[Task brief] Locate the string "publish" in the records below. Copy every line where it occurs.

[Dataset entries]
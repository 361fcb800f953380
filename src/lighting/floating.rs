use glam::Vec3;

use super::{attach_light, LightConfig, LightControl};
use crate::error::SceneError;
use crate::motion::{Bob, OrbitState};
use crate::options::FloatingLightOptions;
use crate::scene::component::{Component, FrameContext};
use crate::scene::engine::{publish, NodeId, SceneEngine};
use crate::scene::Transform;
use crate::util::frame_timing::FrameClock;

/// Light circling a target while bobbing vertically.
///
/// The orbit angle is `elapsed * orbit_speed`; the height is
/// `target.y + height + sin(2t) * vertical_amp`. Spot and directional
/// variants stay aimed at the target.
#[derive(Debug, Clone)]
pub struct FloatingLight {
    options: FloatingLightOptions,
    orbit: OrbitState,
    bob: Bob,
    control: LightControl,
    applied: LightConfig,
    transform: Transform,
    node: Option<NodeId>,
}

impl FloatingLight {
    /// Floating light configured by `options`.
    #[must_use]
    pub fn new(options: FloatingLightOptions) -> Self {
        let target = Vec3::from(options.target);
        let orbit =
            OrbitState::new(target, options.orbit_radius, options.orbit_speed);
        let bob = Bob::vertical(options.vertical_amp, 2.0);
        let mut light = Self {
            options,
            orbit,
            bob,
            control: LightControl::new(options.light),
            applied: options.light,
            transform: Transform::new(),
            node: None,
        };
        light.place(0.0);
        light
    }

    /// Light position at elapsed time `elapsed`.
    #[must_use]
    pub fn position_at(&self, elapsed: f32) -> Vec3 {
        let mut p = self.orbit.point_at(elapsed * self.orbit.speed);
        p.y += self.options.height;
        p + self.bob.displacement(elapsed)
    }

    /// Handle for changing the light's parameters after mounting.
    #[must_use]
    pub fn control(&self) -> LightControl {
        self.control.clone()
    }

    /// Current transform.
    #[must_use]
    pub fn transform(&self) -> &Transform {
        &self.transform
    }

    fn place(&mut self, elapsed: f32) {
        self.transform.position = self.position_at(elapsed);
        if self.control.get().kind.is_aimed() {
            let _ = self.transform.look_at(self.orbit.target);
        }
    }
}

impl Component for FloatingLight {
    fn name(&self) -> &'static str {
        "floating light"
    }

    fn mount(
        &mut self,
        engine: &mut dyn SceneEngine,
        parent: Option<NodeId>,
    ) -> Result<(), SceneError> {
        self.applied = self.control.get();
        let (light, _) = attach_light(
            engine,
            "floating light",
            parent,
            self.applied,
            self.transform,
            self.options.helper,
        );
        self.node = Some(light);
        Ok(())
    }

    fn tick(&mut self, clock: FrameClock, ctx: &mut FrameContext<'_>) {
        let Some(node) = self.node else {
            return;
        };
        self.control.sync(ctx.engine, node, &mut self.applied);
        self.place(clock.elapsed);
        publish(ctx.engine, self.node, &self.transform);
    }

    fn unmount(&mut self, engine: &mut dyn SceneEngine) {
        if let Some(id) = self.node.take() {
            engine.detach(id);
        }
    }
}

[Solution to the problem]
use crate::scene::engine::{publish, NodeId, SceneEngine};
        publish(ctx.engine, self.node, &self.transform);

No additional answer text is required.